Can cryptos democratise investing?
If algorithmically replicating the work performed by professionals doesn’t disrupt the industry, then perhaps a more fundamental reshaping of finance will. Blockchain technologies allow for secure transactions to take place without the involvement of any third parties. If these were fully embraced and implemented, you wouldn’t need banks, investment firms or pension fund managers anymore.
In 2017, when bitcoin became a true buzzword, the promise of decentralised technology really took off. Wary of often vulture-like venture capitalists, startup founders offered ordinary investors the opportunity to bet on their company via an ICO, or initial coin offering.

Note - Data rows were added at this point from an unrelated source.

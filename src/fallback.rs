//! Defaults that may or may not have been passed, and normalized lists of indices.

use std::fmt;
use std::rc::Rc;

use crate::error::{ItemizeError, Result};
use crate::value::{Key, Value};

/// A default value that was either passed or not.
///
/// `Given(Value::Null)` is a real default that happens to be null, which is
/// different from `NotPassed`: only the latter lets a failed lookup surface
/// as [`ItemizeError::NotFound`].
#[derive(Debug, Clone, PartialEq)]
pub enum Fallback<V = Value> {
    NotPassed,
    Given(V),
}

impl<V> Default for Fallback<V> {
    fn default() -> Self {
        Fallback::NotPassed
    }
}

impl<V> Fallback<V> {
    pub fn given(value: impl Into<V>) -> Self {
        Fallback::Given(value.into())
    }
    pub fn is_passed(&self) -> bool {
        matches!(self, Fallback::Given(_))
    }
    /// Keeps `self` when it was passed, otherwise falls through to `other`.
    pub fn or(self, other: Fallback<V>) -> Fallback<V> {
        match self {
            Fallback::Given(_) => self,
            Fallback::NotPassed => other,
        }
    }
    pub fn as_ref(&self) -> Fallback<&V> {
        match self {
            Fallback::Given(value) => Fallback::Given(value),
            Fallback::NotPassed => Fallback::NotPassed,
        }
    }
    pub fn into_option(self) -> Option<V> {
        match self {
            Fallback::Given(value) => Some(value),
            Fallback::NotPassed => None,
        }
    }
    pub(crate) fn or_not_found<T: fmt::Display>(self, attempted: &[T]) -> Result<V> {
        self.into_option()
            .ok_or_else(|| ItemizeError::not_found(attempted))
    }
}

/// An ordered list of candidate indices; earlier ones are tried first.
///
/// A sequence value is spread into its elements, every other value becomes a
/// one-element list. Use [`Indices::one`] to look up a tuple key as a whole.
#[derive(Debug, Clone, PartialEq, Default)]
pub struct Indices(Vec<Value>);

impl Indices {
    pub fn one(index: impl Into<Value>) -> Self {
        Self(vec![index.into()])
    }
    /// Consumes an iterator of indices in order.
    pub fn drain<I, V>(indices: I) -> Self
    where
        I: IntoIterator<Item = V>,
        V: Into<Value>,
    {
        Self(indices.into_iter().map(Into::into).collect())
    }
    pub fn as_slice(&self) -> &[Value] {
        &self.0
    }
    pub fn get(&self, position: usize) -> Option<&Value> {
        self.0.get(position)
    }
    pub fn len(&self) -> usize {
        self.0.len()
    }
    pub fn is_empty(&self) -> bool {
        self.0.is_empty()
    }
    pub fn iter(&self) -> std::slice::Iter<'_, Value> {
        self.0.iter()
    }
}

impl IntoIterator for Indices {
    type Item = Value;
    type IntoIter = std::vec::IntoIter<Value>;

    fn into_iter(self) -> Self::IntoIter {
        self.0.into_iter()
    }
}

impl<V: Into<Value>> FromIterator<V> for Indices {
    fn from_iter<I: IntoIterator<Item = V>>(iter: I) -> Self {
        Indices::drain(iter)
    }
}

impl fmt::Display for Indices {
    fn fmt(&self, f: &mut fmt::Formatter<'_>) -> fmt::Result {
        let items: Vec<String> = self.0.iter().map(|index| index.to_string()).collect();
        write!(f, "{}", items.join(", "))
    }
}

impl From<Value> for Indices {
    fn from(value: Value) -> Self {
        match value {
            Value::Seq(items) => Self(Rc::unwrap_or_clone(items)),
            other => Self::one(other),
        }
    }
}
impl From<&Value> for Indices {
    fn from(value: &Value) -> Self { Indices::from(value.clone()) }
}
impl From<Key> for Indices {
    fn from(key: Key) -> Self { Indices::from(Value::from(key)) }
}
impl From<&str> for Indices {
    fn from(s: &str) -> Self { Indices::one(s) }
}
impl From<String> for Indices {
    fn from(s: String) -> Self { Indices::one(s) }
}
impl From<i64> for Indices {
    fn from(i: i64) -> Self { Indices::one(i) }
}
impl From<i32> for Indices {
    fn from(i: i32) -> Self { Indices::one(i) }
}
impl From<usize> for Indices {
    fn from(position: usize) -> Self { Indices::one(position) }
}
impl From<bool> for Indices {
    fn from(b: bool) -> Self { Indices::one(b) }
}
impl From<f64> for Indices {
    fn from(x: f64) -> Self { Indices::one(x) }
}
impl<V: Into<Value>> From<Vec<V>> for Indices {
    fn from(indices: Vec<V>) -> Self { Indices::drain(indices) }
}
impl<V: Into<Value>, const N: usize> From<[V; N]> for Indices {
    fn from(indices: [V; N]) -> Self { Indices::drain(indices) }
}
impl<V: Into<Value> + Clone> From<&[V]> for Indices {
    fn from(indices: &[V]) -> Self { Indices::drain(indices.iter().cloned()) }
}
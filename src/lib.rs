//! Itemize – uniform lookups over anything that can be indexed.
//!
//! Itemize treats mappings and sequences alike as *records*: containers answering
//! indexed lookups. On top of that single capability it offers:
//! * [`basics`] – presence checks (`missing`, `has`, `assert_missing`), generalized
//!   `pairs`/`indices`/`elements`, and multi-index lookups (`iterget`, `get`, `get_all`)
//!   that try candidate indices in order and fall back to a default.
//! * [`chain`] – a [`Chain`] of records searched in priority order, with a chain-wide
//!   default sitting between the per-call default and failure.
//! * [`tryget`] – the same fallback search with the lookup left open, used for item
//!   lookups and attribute lookups alike.
//! * [`recursive`] – depth-first walks over nested records yielding terminal paths,
//!   with cycle protection, and the deep equality built from them.
//! * [`layers`] – configuration sources (via the `config` crate) and JSON loaded as
//!   values ready to be chained.
//!
//! ## Records
//! Anything implementing [`Record`] can be looked up. A record that can also list
//! its indices is *discrete* and reports a [`Shape`], keyed or positional. Text can
//! be indexed but is never treated as positional. [`Value`] is the dynamic element
//! type, and [`Key`] the hashable index type discrete records enumerate.
//!
//! ## Defaults
//! Lookups take a [`Fallback`]: `Fallback::NotPassed` turns "nothing found" into
//! [`ItemizeError::NotFound`], while `Fallback::Given(value)` returns `value` instead,
//! even when `value` is `Value::Null`.
//!
//! ## Quick Start
//! ```
//! use itemize::{basics, Fallback, Value};
//! let record = Value::map([("a", 1), ("b", 2)]);
//! let found = basics::get(&record, ["nonexistent", "a"], Fallback::given(99));
//! assert_eq!(found.unwrap(), Value::from(1));
//! assert_eq!(basics::get(&record, ["x", "y"], Fallback::given(99)).unwrap(), Value::from(99));
//! assert!(basics::get(&record, ["x", "y"], Fallback::NotPassed).is_err());
//! assert_eq!(
//!     basics::get_all(&record, ["a", "x", "b"], Fallback::NotPassed).unwrap(),
//!     vec![Value::from(1), Value::from(2)]
//! );
//! ```
//!
//! ## Status
//! Lookups never mutate the records they are given, and nothing is cached between
//! calls. Values use `Rc` internally and are meant for single-threaded use.

pub mod basics;
pub mod chain;
pub mod error;
pub mod fallback;
pub mod layers;
pub mod record;
pub mod recursive;
pub mod tryget;
pub mod value;

pub use chain::{Chain, Resolve};
pub use error::{ItemizeError, Miss, Result};
pub use fallback::{Fallback, Indices};
pub use record::{Record, Shape};
pub use tryget::{Attributes, Namespace};
pub use value::{Key, Mapping, Path, Shared, Value};
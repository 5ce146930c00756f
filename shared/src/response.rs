//! Response DTOs shared between the server and its clients

use crate::order::OrderStatus;
use serde::{Deserialize, Serialize};

/// Successful login payload
#[derive(Debug, Clone, Serialize, Deserialize)]
pub struct LoginResponse {
    pub token: String,
    pub user_id: String,
    pub username: String,
    pub name: String,
    pub role: crate::role::Role,
    /// Tenant binding; absent for superadmin
    #[serde(skip_serializing_if = "Option::is_none")]
    pub restaurant_id: Option<String>,
}

/// Session token handed to a customer after scanning a table QR
#[derive(Debug, Clone, Serialize, Deserialize)]
pub struct SessionEnterResponse {
    pub session_token: String,
    pub restaurant_name: String,
    pub table_number: String,
}

/// Checkout result
#[derive(Debug, Clone, Serialize, Deserialize)]
pub struct CheckoutResponse {
    pub order_id: String,
    pub order_number: String,
}

/// Pollable order status view
#[derive(Debug, Clone, Serialize, Deserialize)]
pub struct OrderStatusView {
    pub order_id: String,
    pub order_number: String,
    pub status: OrderStatus,
}

/// Canonical QR payload for a table
#[derive(Debug, Clone, Serialize, Deserialize)]
pub struct TableQrResponse {
    pub table_number: String,
    pub url: String,
}

/// Admin dashboard statistics for today
#[derive(Debug, Clone, Default, Serialize, Deserialize)]
pub struct DashboardStats {
    pub pending_orders: u64,
    pub preparing_orders: u64,
    pub served_orders: u64,
    pub completed_orders: u64,
    pub cancelled_orders: u64,
    /// Revenue from today's non-cancelled orders
    pub revenue: f64,
    pub occupied_tables: u64,
    pub total_tables: u64,
}
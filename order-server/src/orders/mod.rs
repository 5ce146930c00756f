//! Order/table coordination core
//!
//! - [`Cart`]: in-session accumulator fed by menu lookups
//! - [`numbering`]: per-restaurant-per-day order numbers
//! - [`CheckoutService`]: cart → durable order + occupied table
//! - [`OrderWorkflow`]: status transitions + table release

pub mod cart;
pub mod checkout;
pub mod numbering;
pub mod workflow;

pub use cart::{Cart, CartItem};
pub use checkout::CheckoutService;
pub use workflow::OrderWorkflow;
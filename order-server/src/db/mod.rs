//! Database Module
//!
//! Embedded SurrealDB storage and schema definition.

pub mod models;
pub mod repository;
pub mod seed;

use shared::AppError;
use surrealdb::Surreal;
use surrealdb::engine::local::{Db, Mem, RocksDb};

const NAMESPACE: &str = "tabletap";
const DATABASE: &str = "platform";

/// Database service — owns the embedded SurrealDB handle
#[derive(Clone)]
pub struct DbService {
    pub db: Surreal<Db>,
}

impl DbService {
    /// Open (or create) the on-disk database under the data directory
    pub async fn new(db_path: &str) -> Result<Self, AppError> {
        let db = Surreal::new::<RocksDb>(db_path)
            .await
            .map_err(|e| AppError::database(format!("Failed to open database: {e}")))?;
        Self::initialize(db).await
    }

    /// Open an in-memory database (tests)
    pub async fn memory() -> Result<Self, AppError> {
        let db = Surreal::new::<Mem>(())
            .await
            .map_err(|e| AppError::database(format!("Failed to open database: {e}")))?;
        Self::initialize(db).await
    }

    async fn initialize(db: Surreal<Db>) -> Result<Self, AppError> {
        db.use_ns(NAMESPACE)
            .use_db(DATABASE)
            .await
            .map_err(|e| AppError::database(format!("Failed to select namespace: {e}")))?;

        define_schema(&db).await?;
        tracing::info!("Database ready (ns={}, db={})", NAMESPACE, DATABASE);

        Ok(Self { db })
    }
}

/// Idempotent schema definition
///
/// The unique indexes carry the conflict detection the domain relies on:
/// order numbers and table numbers per restaurant, usernames and
/// restaurant slugs/subdomains globally.
async fn define_schema(db: &Surreal<Db>) -> Result<(), AppError> {
    db.query(
        r#"
        DEFINE TABLE IF NOT EXISTS restaurant SCHEMALESS;
        DEFINE TABLE IF NOT EXISTS dining_table SCHEMALESS;
        DEFINE TABLE IF NOT EXISTS menu_item SCHEMALESS;
        DEFINE TABLE IF NOT EXISTS user SCHEMALESS;
        DEFINE TABLE IF NOT EXISTS order SCHEMALESS;

        DEFINE INDEX IF NOT EXISTS uniq_restaurant_slug
            ON TABLE restaurant COLUMNS slug UNIQUE;
        DEFINE INDEX IF NOT EXISTS uniq_restaurant_subdomain
            ON TABLE restaurant COLUMNS subdomain UNIQUE;
        DEFINE INDEX IF NOT EXISTS uniq_user_username
            ON TABLE user COLUMNS username UNIQUE;
        DEFINE INDEX IF NOT EXISTS uniq_table_number
            ON TABLE dining_table COLUMNS restaurant, table_number UNIQUE;
        DEFINE INDEX IF NOT EXISTS uniq_order_number
            ON TABLE order COLUMNS restaurant, order_number UNIQUE;

        DEFINE INDEX IF NOT EXISTS idx_order_restaurant_status
            ON TABLE order COLUMNS restaurant, status;
        DEFINE INDEX IF NOT EXISTS idx_order_placed_at
            ON TABLE order COLUMNS placed_at;
        DEFINE INDEX IF NOT EXISTS idx_user_phone
            ON TABLE user COLUMNS restaurant, phone;
        "#,
    )
    .await
    .map_err(|e| AppError::database(format!("Failed to define schema: {e}")))?
    .check()
    .map_err(|e| AppError::database(format!("Failed to define schema: {e}")))?;
    Ok(())
}
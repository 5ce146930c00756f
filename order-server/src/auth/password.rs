//! Password hashing
//!
//! Argon2id with per-hash random salt. Customers never have a hash; the
//! password-authenticated roles (staff/admin/superadmin) always do.

use argon2::password_hash::rand_core::OsRng;
use argon2::password_hash::{PasswordHash, PasswordHasher, PasswordVerifier, SaltString};
use argon2::Argon2;
use shared::{AppError, AppResult};

/// Hash a plaintext password
pub fn hash_password(password: &str) -> AppResult<String> {
    let salt = SaltString::generate(&mut OsRng);
    Argon2::default()
        .hash_password(password.as_bytes(), &salt)
        .map(|h| h.to_string())
        .map_err(|e| AppError::internal(format!("Password hashing failed: {}", e)))
}

/// Verify a plaintext password against a stored hash
pub fn verify_password(password: &str, hash: &str) -> bool {
    let Ok(parsed) = PasswordHash::new(hash) else {
        return false;
    };
    Argon2::default()
        .verify_password(password.as_bytes(), &parsed)
        .is_ok()
}

#[cfg(test)]
mod tests {
    use super::*;

    #[test]
    fn test_hash_and_verify() {
        let hash = hash_password("hunter2hunter2").unwrap();
        assert!(verify_password("hunter2hunter2", &hash));
        assert!(!verify_password("wrong-password", &hash));
    }

    #[test]
    fn test_hashes_are_salted() {
        let a = hash_password("same-password").unwrap();
        let b = hash_password("same-password").unwrap();
        assert_ne!(a, b);
    }

    #[test]
    fn test_malformed_hash_rejected() {
        assert!(!verify_password("anything", "not-a-phc-string"));
    }
}
//! TableTap Order Server - 多租户扫码点餐平台服务端
//!
//! # Architecture
//!
//! - **HTTP API** (`api`): RESTful admin/staff API plus the customer session API
//! - **数据库** (`db`): embedded SurrealDB storage with per-entity repositories
//! - **认证** (`auth`): JWT + Argon2 for password roles, closed role/permission model
//! - **Sessions** (`session`): in-process customer browsing sessions with TTL
//! - **Orders** (`orders`): cart accumulator, order numbering, checkout, status workflow
//!
//! # Module structure
//!
//! ```text
//! order-server/src/
//! ├── core/          # 配置、状态、服务器
//! ├── auth/          # JWT 认证、权限
//! ├── session/       # customer browsing sessions
//! ├── api/           # HTTP 路由和处理器
//! ├── db/            # 数据库层
//! ├── orders/        # order/table coordination core
//! └── utils/         # 工具函数
//! ```

pub mod api;
pub mod auth;
pub mod core;
pub mod db;
pub mod orders;
pub mod session;
pub mod utils;

// Re-export 公共类型
pub use auth::{CurrentUser, JwtService};
pub use core::{Config, Server, ServerState};
pub use db::repository::TenantScope;
pub use orders::{Cart, CheckoutService, OrderWorkflow};
pub use shared::{ApiResponse, AppError, AppResult, ErrorCode};

// Security logging macro - 支持 tracing 格式说明符
#[macro_export]
macro_rules! security_log {
    ($level:expr, $event:expr, $($key:ident = $value:expr),*) => {
        tracing::info!(
            target: "security",
            level = $level,
            event = $event,
            $($key = $value),*
        );
    };
}

pub fn print_banner() {
    println!(
        r#"
  ______      __    __     ______
 /_  __/___ _/ /_  / /__  /_  __/___ _____
  / / / __ `/ __ \/ / _ \  / / / __ `/ __ \
 / / / /_/ / /_/ / /  __/ / / / /_/ / /_/ /
/_/  \__,_/_.___/_/\___/ /_/  \__,_/ .___/
                                  /_/
    "#
    );
}
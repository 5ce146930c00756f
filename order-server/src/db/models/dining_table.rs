//! Dining Table Model

use super::serde_helpers;
use serde::{Deserialize, Serialize};
use shared::{TableLocation, TableStatus};
use surrealdb::RecordId;

/// Dining table entity (桌台)
///
/// Invariant: at most one non-terminal order may be referenced by
/// `current_order` at any time; the order workflow maintains it.
#[derive(Debug, Clone, Serialize, Deserialize)]
pub struct DiningTable {
    #[serde(
        default,
        skip_serializing_if = "Option::is_none",
        with = "serde_helpers::option_record_id"
    )]
    pub id: Option<RecordId>,
    /// Owning restaurant, "restaurant:key" form
    pub restaurant: String,
    /// Unique within the restaurant
    pub table_number: String,
    #[serde(default = "default_capacity")]
    pub capacity: i32,
    #[serde(default)]
    pub location: TableLocation,
    #[serde(default)]
    pub status: TableStatus,
    #[serde(default = "default_true")]
    pub is_active: bool,
    /// Presently active order, "order:key" form
    #[serde(default, skip_serializing_if = "Option::is_none")]
    pub current_order: Option<String>,
    #[serde(default)]
    pub notes: String,
    pub created_at: i64,
    pub updated_at: i64,
}

fn default_capacity() -> i32 {
    4
}

fn default_true() -> bool {
    true
}

impl DiningTable {
    /// Canonical QR payload for this table
    ///
    /// Consumed by an external QR-image generator.
    pub fn qr_url(&self, base_url: &str, restaurant_slug: &str) -> String {
        format!(
            "{}/r/{}/table/{}",
            base_url.trim_end_matches('/'),
            restaurant_slug,
            self.table_number
        )
    }

    /// Whether the table can take a new party
    pub fn is_available(&self) -> bool {
        self.status == TableStatus::Available && self.is_active
    }

    pub fn id_string(&self) -> String {
        self.id.as_ref().map(|r| r.to_string()).unwrap_or_default()
    }
}

#[cfg(test)]
mod tests {
    use super::*;
    use crate::utils::now_millis;

    fn table(number: &str) -> DiningTable {
        DiningTable {
            id: None,
            restaurant: "restaurant:r1".to_string(),
            table_number: number.to_string(),
            capacity: 4,
            location: TableLocation::Indoor,
            status: TableStatus::Available,
            is_active: true,
            current_order: None,
            notes: String::new(),
            created_at: now_millis(),
            updated_at: now_millis(),
        }
    }

    #[test]
    fn test_qr_url_format() {
        let t = table("5");
        assert_eq!(
            t.qr_url("http://localhost:3000", "golden-dragon"),
            "http://localhost:3000/r/golden-dragon/table/5"
        );
        // Trailing slash on the base URL must not double up
        assert_eq!(
            t.qr_url("https://tabletap.example/", "golden-dragon"),
            "https://tabletap.example/r/golden-dragon/table/5"
        );
    }

    #[test]
    fn test_availability() {
        let mut t = table("5");
        assert!(t.is_available());
        t.status = TableStatus::Occupied;
        assert!(!t.is_available());
        t.status = TableStatus::Available;
        t.is_active = false;
        assert!(!t.is_available());
    }
}
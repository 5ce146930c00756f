//! Dashboard API Handlers

use axum::{Json, extract::State};

use crate::auth::CurrentUser;
use crate::core::ServerState;
use crate::db::repository::{DiningTableRepository, OrderRepository, TenantScope};
use crate::orders::numbering::day_window;
use shared::response::DashboardStats;
use shared::{AppError, AppResult, OrderStatus, TableStatus};

/// GET /api/dashboard - 今日统计
pub async fn stats(
    State(state): State<ServerState>,
    user: CurrentUser,
) -> AppResult<Json<DashboardStats>> {
    let restaurant = user
        .restaurant
        .clone()
        .ok_or_else(|| AppError::invalid("Restaurant context required"))?;

    let orders = OrderRepository::new(state.db.clone());
    let tables = DiningTableRepository::new(state.db.clone());
    let (start_of_day, _, _) = day_window(chrono::Utc::now());

    let mut stats = DashboardStats::default();
    for (status, slot) in [
        (OrderStatus::Pending, &mut stats.pending_orders),
        (OrderStatus::Preparing, &mut stats.preparing_orders),
        (OrderStatus::Served, &mut stats.served_orders),
        (OrderStatus::Done, &mut stats.completed_orders),
        (OrderStatus::Cancelled, &mut stats.cancelled_orders),
    ] {
        *slot = orders
            .count_by_status(&restaurant, status, start_of_day)
            .await
            .map_err(AppError::from)? as u64;
    }
    stats.revenue = orders
        .revenue_since(&restaurant, start_of_day)
        .await
        .map_err(AppError::from)?;

    let all_tables = tables
        .find_all(&TenantScope::Restaurant(restaurant))
        .await
        .map_err(AppError::from)?;
    stats.total_tables = all_tables.len() as u64;
    stats.occupied_tables = all_tables
        .iter()
        .filter(|t| t.status == TableStatus::Occupied)
        .count() as u64;

    Ok(Json(stats))
}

Ashwini Anburajan, founding partner of the 22X Fund, which brought together shares from a number of companies on a prestigious startup incubator, explains the appeal. “The average person is shut out of venture and private equity where there’s an opportunity for truly exponential returns,” she says. “ICOs gave investors that return in a rapid deal cycle and added the luxury of liquidity by being able to sell their coins.”
Along with the values of many leading cryptocurrencies, such as bitcoin and ethereum, the bubble for ICOs burst in 2018. This was not helped by a number of scams and the reality that 50 per cent of ICOs folded within four months. Despite this recent history, believers in the revolutionary potential of blockchain remain bullish.
UK managing director of eToro, Iqbal V. Gandham, says: “Blockchain will eventually ‘eat’ traditional financial services through tokenisation and we will see the greatest transfer of wealth ever.” With 11 million users in 140 countries, and allowing the trading of crypto, contracts for difference (CFDs) and currencies, eToro may wish to present itself as the sort of platform on which a decentralised, democratised investment landscape could be built.
How can investing become inclusive?
But that future is still largely a pipe dream. While anyone can invest on these new platforms, they come with significant risks as 66 per cent of accounts trading CFDs on eToro have lost money and, in 2018 alone, Americans lost more than $1.8 billion trading bitcoin.
Investing still takes time and money. The language of inclusivity may continue to be pushed as incumbents seek to capture the leading investors of tomorrow. But, despite fintech’s professed appetite for disruption, robo-advisers and blockchain look unlikely to uproot the industry anytime soon.